The Killing Moon
Does anyone in the world stay up as late as I do? And I had junk to post, too. But it's so late now that I don't think I shall bother. The same thing happened last night. And the night before. I never even bothered to write about the sunshine or the belly-baring or the bed collapsing in the middle of the night while I slept. And what of the swim? And the militant raw food place? What of all the ideas? And the picture-taking? And the tuna sandwiches I never made? What of all the hopes and the expectations and the fulfillments and the failures? Yes, well, it's always quite a list with me. Here are some things that remain true: I despise Doug Stanhope. Gas costs a lot of money. The Mobil on Magnolia and Mast has the nicest bathroom I have ever seen in a gas station. Generosity isn't free. And neither is being able to hold your liquor. Sunlight makes my nose itch. Dancing is groovy. But only when it's groovy. The drive is long, but the road remains the same. I like to play the violin.

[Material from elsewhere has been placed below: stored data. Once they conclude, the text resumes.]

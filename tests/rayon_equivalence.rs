#![cfg(feature = "rayon")]

use priorbox::{
    BoxDecoder, DecodeConfig, Detector, DetectorConfig, FrameSize, PriorSet, TensorView,
};
use rand::rngs::StdRng;
use rand::{Rng, SeedableRng};

fn random_frame(seed: u64, n: usize) -> (Vec<f32>, Vec<f32>) {
    let mut rng = StdRng::seed_from_u64(seed);
    let offsets = (0..n * 4).map(|_| rng.random_range(-3.0..3.0f32)).collect();
    let scores = (0..n)
        .flat_map(|_| {
            let fg: f32 = rng.random();
            [1.0 - fg, fg]
        })
        .collect();
    (offsets, scores)
}

#[test]
fn parallel_decode_matches_sequential() {
    let priors = PriorSet::generate(&Default::default()).unwrap();
    let (offsets, scores) = random_frame(11, priors.len());
    let decoder = BoxDecoder::new(DecodeConfig::with_threshold(0.6)).unwrap();
    let frame = FrameSize::new(1280, 720);

    let offsets = TensorView::offsets(&offsets).unwrap();
    let scores = TensorView::scores(&scores).unwrap();
    let seq = decoder.decode(offsets, scores, &priors, frame).unwrap();
    let par = decoder.decode_par(offsets, scores, &priors, frame).unwrap();

    assert!(!seq.is_empty());
    assert_eq!(seq, par);
}

#[test]
fn parallel_detector_matches_sequential() {
    let (offsets, scores) = random_frame(5, PriorSet::generate(&Default::default()).unwrap().len());
    let seq = Detector::new(DetectorConfig::default()).unwrap();
    let par = Detector::new(DetectorConfig {
        parallel: true,
        ..DetectorConfig::default()
    })
    .unwrap();
    assert!(par.is_parallel());

    let frame = FrameSize::new(640, 480);
    assert_eq!(
        seq.detect(&offsets, &scores, frame).unwrap(),
        par.detect(&offsets, &scores, frame).unwrap()
    );
}
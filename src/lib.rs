//! priorbox turns raw SSD-style detector outputs into deduplicated boxes.
//!
//! The pipeline has three stages:
//!
//! 1. [`PriorSet::generate`] lays out the anchor priors for a model input
//!    resolution and feature pyramid (once, at setup).
//! 2. [`BoxDecoder`] decodes per-anchor offsets against the priors and keeps
//!    anchors whose foreground score clears a threshold (per frame).
//! 3. [`Suppressor`] clusters overlapping candidates greedily and keeps the
//!    strongest box or a confidence-weighted blend per cluster (per frame).
//!
//! [`Detector`] wires the stages together. Decoding can optionally run on
//! the rayon pool via the `rayon` feature; the `tracing` feature emits spans
//! and diagnostics.
//!
//! ```
//! use priorbox::{Detector, DetectorConfig, FrameSize};
//!
//! let detector = Detector::new(DetectorConfig::default()).unwrap();
//! let n = detector.num_anchors();
//! let offsets = vec![0.0f32; n * 4];
//! let scores = vec![0.0f32; n * 2];
//! let faces = detector.detect(&offsets, &scores, FrameSize::new(640, 480)).unwrap();
//! assert!(faces.is_empty());
//! ```

pub mod anchor;
pub mod candidate;
pub mod decode;
mod detector;
pub mod lowlevel;
pub mod nms;
pub mod tensor;
mod trace;
pub mod util;

pub use anchor::{generate, AnchorConfig, AnchorPrior, PriorSet};
pub use candidate::{Detection, DetectionCandidate, Rect};
pub use decode::{decode, BoxDecoder, DecodeConfig, FrameSize};
pub use detector::{Detector, DetectorConfig};
pub use nms::{suppress, SuppressConfig, SuppressionMode, Suppressor};
pub use tensor::TensorView;
pub use util::{ErrorKind, PriorBoxError, PriorBoxResult};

The last time I had a first-time-in-a-long-time swim with short hair after years and years of long, long hair, I was eleven, and it was Guam, and I was at the pool with my little sister. I had just cut off a good three feet of hair that day. And I was anxious to see what it felt like to glide through the water without getting entangled in the kelplike tendrils that used to come up under my arms and bind me to frustration. Sitting poolside while Beulah splashed about, some utterly forgettable Marine sat down beside me and started hitting on me. He asked if my husband was on a ship. I said, "No." But the subtext of that was, "I am eleven years-old you perverted pervert." It was not the last time that a fellow would mistake Beulah for my daughter, but the other story involves less perviness and more Holstein-cow-printed seat covers. Gross.
Could the commercials for the Girls Gone Wild videos be any less enticing? The synthesized steel drum soundtrack loop only further affirms for me how much I really, really hate Doug Stanhope.

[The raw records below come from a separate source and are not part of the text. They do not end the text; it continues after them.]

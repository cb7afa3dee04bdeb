//! Feature-map grid geometry for one pyramid level.

use crate::util::{PriorBoxError, PriorBoxResult};

/// Grid of anchor cells produced by a single feature-map stride.
#[derive(Clone, Copy, Debug, PartialEq)]
pub struct FeatureGrid {
    stride: f32,
    width: usize,
    height: usize,
    cells: usize,
}

impl FeatureGrid {
    /// Creates the grid covering an `input_width x input_height` input at the
    /// given stride. Partial cells at the border count as full cells.
    pub fn new(input_width: usize, input_height: usize, stride: f32) -> PriorBoxResult<Self> {
        if !stride.is_finite() || stride <= 0.0 {
            return Err(PriorBoxError::InvalidConfig("strides must be finite and > 0"));
        }
        if input_width == 0 || input_height == 0 {
            return Err(PriorBoxError::InvalidConfig("input size must be non-zero"));
        }
        let width = (input_width as f32 / stride).ceil() as usize;
        let height = (input_height as f32 / stride).ceil() as usize;
        let cells = width
            .checked_mul(height)
            .ok_or(PriorBoxError::InvalidConfig("prior count overflows"))?;
        Ok(Self {
            stride,
            width,
            height,
            cells,
        })
    }

    /// Returns the stride in input pixels between adjacent cells.
    pub fn stride(&self) -> f32 {
        self.stride
    }

    /// Returns the number of cell columns.
    pub fn width(&self) -> usize {
        self.width
    }

    /// Returns the number of cell rows.
    pub fn height(&self) -> usize {
        self.height
    }

    /// Returns the number of cells.
    pub fn cells(&self) -> usize {
        self.cells
    }

    /// Returns the normalized center of cell `(i, j)`.
    pub fn cell_center(&self, i: usize, j: usize) -> (f32, f32) {
        (
            (i as f32 + 0.5) / self.width as f32,
            (j as f32 + 0.5) / self.height as f32,
        )
    }
}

Which reminds me, I also can't stand the pants off of Matt Pinfield. He is such a revoltingly inept interviewer he nearly made me hate the Beastie Boys tonight. And I LOVE the Beastie Boys. Why are some untalented people not starving to death in a ditch somewhere?
The girls dancing in the commercial for the Girls Gone Wild video make me think of that movie The Accused. That would be a good way to sell those videos: if they promised that one out of three of the hotties you see shaking it in that classic dancefloor sexual palsy will get gangraped before the tape ends. They're asking for it, right?
After the Girls Gone Wild video infomercial ended, an informercial for one of those motorized geriatric scooter places came on. Classic.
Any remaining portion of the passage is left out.